Definition
Ein theoretischer Rahmen in Kognitionswissenschaft und Design, der behauptet, dass kognitive Prozesse in sensomotorischen Systemen, Körperszuständen und der Interaktion mit der Umwelt verankert sind, sodass Denken, Gedächtnis und Problemlösen durch Handlung, Wahrnehmung und Affordanzen geprägt werden, nicht ausschließlich durch abstrakte innere Symbole.

Prinzip

Prinzip
Da Kognition in körperlicher Interaktion liegt, können Designs, die mit sensomotorischen Kontingenzen und körperlichen Affordanzen übereinstimmen, kognitive Reibung reduzieren und Verständnis sowie Handeln effektiver stützen als rein symbolische oder entkörperlichte Repräsentationen.

Demonstration

Demonstration
Illustratives Szenario — Situation: Lernende müssen räumliches Denken für Montageaufgaben erwerben. Erkennen: Designer identifizieren, dass physische Manipulation direkt auf die Aufgabenstruktur abbildet. Handlung: Sie stellen greifbare, manipulable Prototypen bereit, deren Gesten den Montageschritten entsprechen. Folge: Lernende erlangen prozedurale Kompetenz schneller und mit weniger Fehlern, weil sensomotorische Einbindung interne Repräsentationen stützt.

Fehlanwendung

Fehlanwendung
Den Begriff auf ein Marketingetikett reduzieren oder annehmen, jede Physikalität sei Verkörperung.
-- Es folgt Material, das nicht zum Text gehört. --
//! Токены для потокового токенизатора objspec
//!
//! Определяет типы токенов, которые может распознать лексический анализатор
//! языка описания объектов, и метаданные их позиции в исходном потоке.

use serde::Serialize;
use std::fmt;

use crate::common::constants::{ESCAPE_CHAR, STRING_QUOTE};

/// Типы токенов
#[derive(Debug, Clone, Copy, PartialEq, Eq, Hash, Serialize)]
pub enum TokenType {
    /// Конец входа (следующего токена нет)
    EndOfInput,
    /// Зарезервированный символ
    ReservedChar,
    /// Зарезервированное слово
    ReservedWord,
    /// Строковый литерал в двойных кавычках
    StringLiteral,
    /// Числовой литерал
    Number,
    /// Идентификатор
    Identifier,
}

impl TokenType {
    /// Имя типа, используемое в диагностических сообщениях
    pub fn name(&self) -> &'static str {
        match self {
            TokenType::EndOfInput => "EOF",
            TokenType::ReservedChar => "RESERVED_CHAR",
            TokenType::ReservedWord => "RESERVED_WORD",
            TokenType::StringLiteral => "STRING",
            TokenType::Number => "NUMBER",
            TokenType::Identifier => "IDENTIFIER",
        }
    }
}

impl fmt::Display for TokenType {
    fn fmt(&self, f: &mut fmt::Formatter<'_>) -> fmt::Result {
        write!(f, "{}", self.name())
    }
}

/// Токен с позицией и значением
#[derive(Debug, Clone, PartialEq, Eq, Serialize)]
pub struct Token {
    /// Текст лексемы в точности как в источнике
    pub text: String,
    pub token_type: TokenType,
    /// Смещение первого байта лексемы
    pub start: usize,
    /// Номер строки первого байта (с нуля)
    pub line_number: usize,
    /// Смещение в потоке сразу после лексемы
    pub position_after: usize,
}

impl Token {
    pub fn new(
        token_type: TokenType,
        text: String,
        start: usize,
        line_number: usize,
        position_after: usize,
    ) -> Self {
        Self {
            text,
            token_type,
            start,
            line_number,
            position_after,
        }
    }

    /// Длина лексемы в байтах
    pub fn len(&self) -> usize {
        self.position_after - self.start
    }

    pub fn is_empty(&self) -> bool {
        self.text.is_empty()
    }

    /// Возвращает содержимое строкового литерала без кавычек и с раскрытыми
    /// экранированиями. Для остальных типов возвращает `None`.
    pub fn string_value(&self) -> Option<String> {
        if self.token_type != TokenType::StringLiteral {
            return None;
        }

        let quote = STRING_QUOTE as char;
        let escape = ESCAPE_CHAR as char;
        let inner = self
            .text
            .strip_prefix(quote)
            .and_then(|rest| rest.strip_suffix(quote))?;

        let mut value = String::with_capacity(inner.len());
        let mut chars = inner.chars();
        while let Some(ch) = chars.next() {
            if ch == escape {
                if let Some(escaped) = chars.next() {
                    value.push(escaped);
                }
            } else {
                value.push(ch);
            }
        }
        Some(value)
    }
}

impl fmt::Display for Token {
    fn fmt(&self, f: &mut fmt::Formatter<'_>) -> fmt::Result {
        write!(
            f,
            "{}('{}') at {}:{}",
            self.token_type, self.text, self.line_number, self.start
        )
    }
}
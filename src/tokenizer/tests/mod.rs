//! Тесты для модуля tokenizer

pub mod source_tests;
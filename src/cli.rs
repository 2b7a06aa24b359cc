//! CLI интерфейс для objspec-tokenizer
//!
//! Читает описание объектов из файла или стандартного ввода и печатает
//! классифицированные токены.

use crate::common::{TokenizerConfig, DEFAULT_CONFIG_FILE, ENV_RUST_LOG};
use crate::tokenizer::Token;
use clap::{Parser, Subcommand};
use std::fs::File;
use std::io::{self, BufReader, Read, Write};
use std::path::{Path, PathBuf};

/// objspec-tok - токенизатор языка описания объектов
#[derive(Parser)]
#[command(name = "objspec-tok")]
#[command(about = "Tokenizer for the object-construction language")]
#[command(version)]
pub struct Cli {
    /// Конфигурационный файл
    #[arg(short, long, value_name = "CONFIG")]
    pub config: Option<PathBuf>,

    /// Уровень детализации логирования
    #[arg(long, value_name = "LEVEL")]
    pub log_level: Option<String>,

    /// Переопределение зарезервированных символов
    #[arg(long, value_name = "CHARS")]
    pub reserved_chars: Option<String>,

    #[command(subcommand)]
    pub command: Commands,
}

#[derive(Subcommand)]
pub enum Commands {
    /// Напечатать все токены
    Tokens {
        /// Входной файл (по умолчанию stdin)
        file: Option<PathBuf>,

        /// Вывод в формате JSON, по одному токену на строку
        #[arg(long)]
        json: bool,
    },

    /// Проверить, что вход токенизируется без ошибок
    Check {
        /// Входной файл (по умолчанию stdin)
        file: Option<PathBuf>,
    },

    /// Показать действующую конфигурацию
    Config,
}

impl Cli {
    /// Загружает конфигурацию
    pub fn load_config(&self) -> crate::Result<TokenizerConfig> {
        self.load_config_with_default(Path::new(DEFAULT_CONFIG_FILE))
    }

    fn load_config_with_default(&self, default_path: &Path) -> crate::Result<TokenizerConfig> {
        let mut config = if let Some(config_path) = &self.config {
            TokenizerConfig::from_file(config_path)?
        } else {
            // Отсутствующий файл по умолчанию не ошибка, испорченный - ошибка
            let from_file = if default_path.exists() {
                TokenizerConfig::from_file(default_path)?
            } else {
                TokenizerConfig::default()
            };
            from_file.merge(TokenizerConfig::from_env())
        };

        // Применяем настройки из командной строки
        if let Some(chars) = &self.reserved_chars {
            config.reserved_chars = chars.clone();
        }
        if let Some(level) = &self.log_level {
            config.log_level = level.clone();
        }

        config.validate()?;
        Ok(config)
    }

    /// Построитель логгера: `--log-level`, затем `RUST_LOG`, затем конфигурация
    pub fn logger_builder(&self, config: &TokenizerConfig) -> env_logger::Builder {
        let env_filters = std::env::var(ENV_RUST_LOG).ok();
        self.logger_builder_with(config, env_filters.as_deref())
    }

    fn logger_builder_with(
        &self,
        config: &TokenizerConfig,
        env_filters: Option<&str>,
    ) -> env_logger::Builder {
        let filters = match (&self.log_level, env_filters) {
            (Some(level), _) => level.as_str(),
            (None, Some(filters)) => filters,
            (None, None) => config.log_level.as_str(),
        };

        let mut builder = env_logger::Builder::new();
        builder.parse_filters(filters);
        builder
    }

    /// Выполняет команду
    pub fn execute(&self, config: &TokenizerConfig) -> crate::Result<()> {
        match &self.command {
            Commands::Tokens { file, json } => self.print_tokens(config, file.as_deref(), *json),
            Commands::Check { file } => self.check(config, file.as_deref()),
            Commands::Config => {
                print!("{}", config.to_toml()?);
                Ok(())
            }
        }
    }

    /// Печатает все токены входа
    fn print_tokens(
        &self,
        config: &TokenizerConfig,
        file: Option<&Path>,
        json: bool,
    ) -> crate::Result<()> {
        let stdout = io::stdout();
        let mut out = stdout.lock();

        with_input(file, |reader| {
            let mut st = config.builder_for_reader(reader).start()?;
            while st.has_next() {
                if let Some(token) = st.peek_token() {
                    let line = if json {
                        serde_json::to_string(token)?
                    } else {
                        format_token(token)
                    };
                    writeln!(out, "{}", line)?;
                }
                st.next_token()?;
            }
            Ok(())
        })
    }

    /// Токенизирует вход целиком и сообщает количество токенов
    fn check(&self, config: &TokenizerConfig, file: Option<&Path>) -> crate::Result<()> {
        with_input(file, |reader| {
            let mut st = config.builder_for_reader(reader).start()?;
            let tokens = st.tokenize()?;
            log::info!(
                "Прочитано {} токенов, {} строк",
                tokens.len(),
                st.line_number()
            );
            println!("ok: {} tokens", tokens.len());
            Ok(())
        })
    }
}

/// Открывает файл или стандартный ввод и передает поток обработчику
fn with_input<F>(file: Option<&Path>, f: F) -> crate::Result<()>
where
    F: FnOnce(&mut dyn Read) -> crate::Result<()>,
{
    match file {
        Some(path) => {
            let mut reader = BufReader::new(File::open(path)?);
            f(&mut reader)
        }
        None => {
            let stdin = io::stdin();
            let mut reader = stdin.lock();
            f(&mut reader)
        }
    }
}

/// Строка вида `line:start..after TYPE text`
pub fn format_token(token: &Token) -> String {
    format!(
        "{}:{}..{} {} {}",
        token.line_number, token.start, token.position_after, token.token_type, token.text
    )
}

#[cfg(test)]
mod tests {
    use super::*;
    use crate::tokenizer::TokenType;
    use log::LevelFilter;
    use tempfile::TempDir;

    fn tokenize_str(config: &TokenizerConfig, text: &str) -> crate::Result<Vec<Token>> {
        config.builder_for_string(text).start()?.tokenize()
    }

    #[test]
    fn test_cli_parsing() {
        let args = vec!["objspec-tok", "--log-level", "debug", "tokens", "input.objspec", "--json"];
        let cli = Cli::try_parse_from(args).unwrap();

        assert_eq!(cli.log_level, Some("debug".to_string()));
        match cli.command {
            Commands::Tokens { file, json } => {
                assert_eq!(file, Some(PathBuf::from("input.objspec")));
                assert!(json);
            }
            _ => panic!("Expected tokens command"),
        }
    }

    #[test]
    fn test_check_command_reads_stdin_by_default() {
        let args = vec!["objspec-tok", "check"];
        let cli = Cli::try_parse_from(args).unwrap();
        assert!(matches!(cli.command, Commands::Check { file: None }));
    }

    #[test]
    fn test_reserved_chars_override() {
        let args = vec!["objspec-tok", "--reserved-chars", "()", "--config", "missing.toml", "config"];
        let cli = Cli::try_parse_from(args).unwrap();
        assert_eq!(cli.reserved_chars.as_deref(), Some("()"));
        assert!(cli.load_config().is_err());
    }

    #[test]
    fn test_format_token() {
        let tokens = tokenize_str(&TokenizerConfig::default(), "\nx = 1;").unwrap();
        assert_eq!(tokens[0].token_type, TokenType::Identifier);
        assert_eq!(format_token(&tokens[0]), "1:1..2 IDENTIFIER x");
        assert_eq!(format_token(&tokens[2]), "1:5..6 NUMBER 1");
    }

    #[test]
    fn test_malformed_default_config_is_an_error() {
        let dir = TempDir::new().unwrap();
        let path = dir.path().join("objspec.toml");
        std::fs::write(&path, "reserved_chars = [[[ not toml").unwrap();

        let cli = Cli::try_parse_from(["objspec-tok", "config"]).unwrap();
        let err = cli.load_config_with_default(&path).unwrap_err();
        assert_eq!(err.kind(), crate::ErrorKind::Configuration);
    }

    #[test]
    fn test_missing_default_config_uses_defaults() {
        let dir = TempDir::new().unwrap();
        let cli = Cli::try_parse_from(["objspec-tok", "--reserved-chars", "();", "config"]).unwrap();

        let config = cli
            .load_config_with_default(&dir.path().join("objspec.toml"))
            .unwrap();
        assert_eq!(config.reserved_chars, "();");
    }

    #[test]
    fn test_log_level_flag_overrides_rust_log() {
        let config = TokenizerConfig::default();

        let cli = Cli::try_parse_from(["objspec-tok", "--log-level", "trace", "config"]).unwrap();
        let logger = cli.logger_builder_with(&config, Some("error")).build();
        assert_eq!(logger.filter(), LevelFilter::Trace);

        let cli = Cli::try_parse_from(["objspec-tok", "config"]).unwrap();
        let logger = cli.logger_builder_with(&config, Some("error")).build();
        assert_eq!(logger.filter(), LevelFilter::Error);

        let logger = cli.logger_builder_with(&config, None).build();
        assert_eq!(logger.filter(), LevelFilter::Warn);
    }
}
Fehler: Präsenz eines Körpers oder physischen Objekts mit dem kognitiven Kopplungsmechanismus zu verwechseln, den Verkörperung postuliert; Unterschiede in kultureller Praxis, individueller motorischer Fähigkeit und Aufgabenanforderungen zu ignorieren.

Konsequenz

Konsequenz
Bedacht angewandt kann verkörperungsorientiertes Design Lernbarkeit, Usability und Transfer durch Nutzung von Aktion‑Wahrnehmungs‑Schleifen verbessern; fehlanwendet entstehen kostspielige physische Interfaces, die kognitiven Zielen nicht entsprechen oder Nutzer mit anderen körperlichen Fähigkeiten ausschließen.

Umkehrung

Umkehrung
Manche kognitiven Prozesse — abstraktes Schließen, mathematische Beweise oder Fernschlüsse — laufen weitgehend über symbolische Manipulation oder Langzeitgedächtnisstrukturen mit begrenzter sensomotorischer Einbindung; verkörperte Ansätze müssen daher mit repräsentationalen und computationellen Modellen kombiniert werden, statt universal gesetzt zu werden.

Abgrenzung

Abgrenzung
Klar enthalten: Gestaltung tangibler Interfaces, gestenbasierte Interaktionen, multimodale Lernumgebungen mit Fokus auf Aktion‑Wahrnehmungs‑Kopplung. Randfall: Einsatz metaphorischer Gesten in berührungslosen Interfaces. Klar ausgeschlossen: rein symbolische kognitive Modelle, die Körper‑Umwelt‑Kopplung ignorieren.

Semantische Spannung

Semantische Spannung
Spannung zwischen verkörperten/situierten Ansätzen und klassischen symbolverarbeitenden bzw. computationellen Theorien des Geistes; praktische Spannung zwischen inklusivem Design für diverse Körper und Interfaces, die spezifische motorische Fertigkeiten voraussetzen.

Synthese

Synthese
Verkörperte Kognition versteht Kognition als situierte Handlung: Für Design bedeutet das, Affordanzen, Gesten und multisensorische Kopplung zu priorisieren, wenn sie kognitive Ziele stützen, und gleichzeitig abstrakte Repräsentationen dort beizubehalten, wo sie erforderlich sind.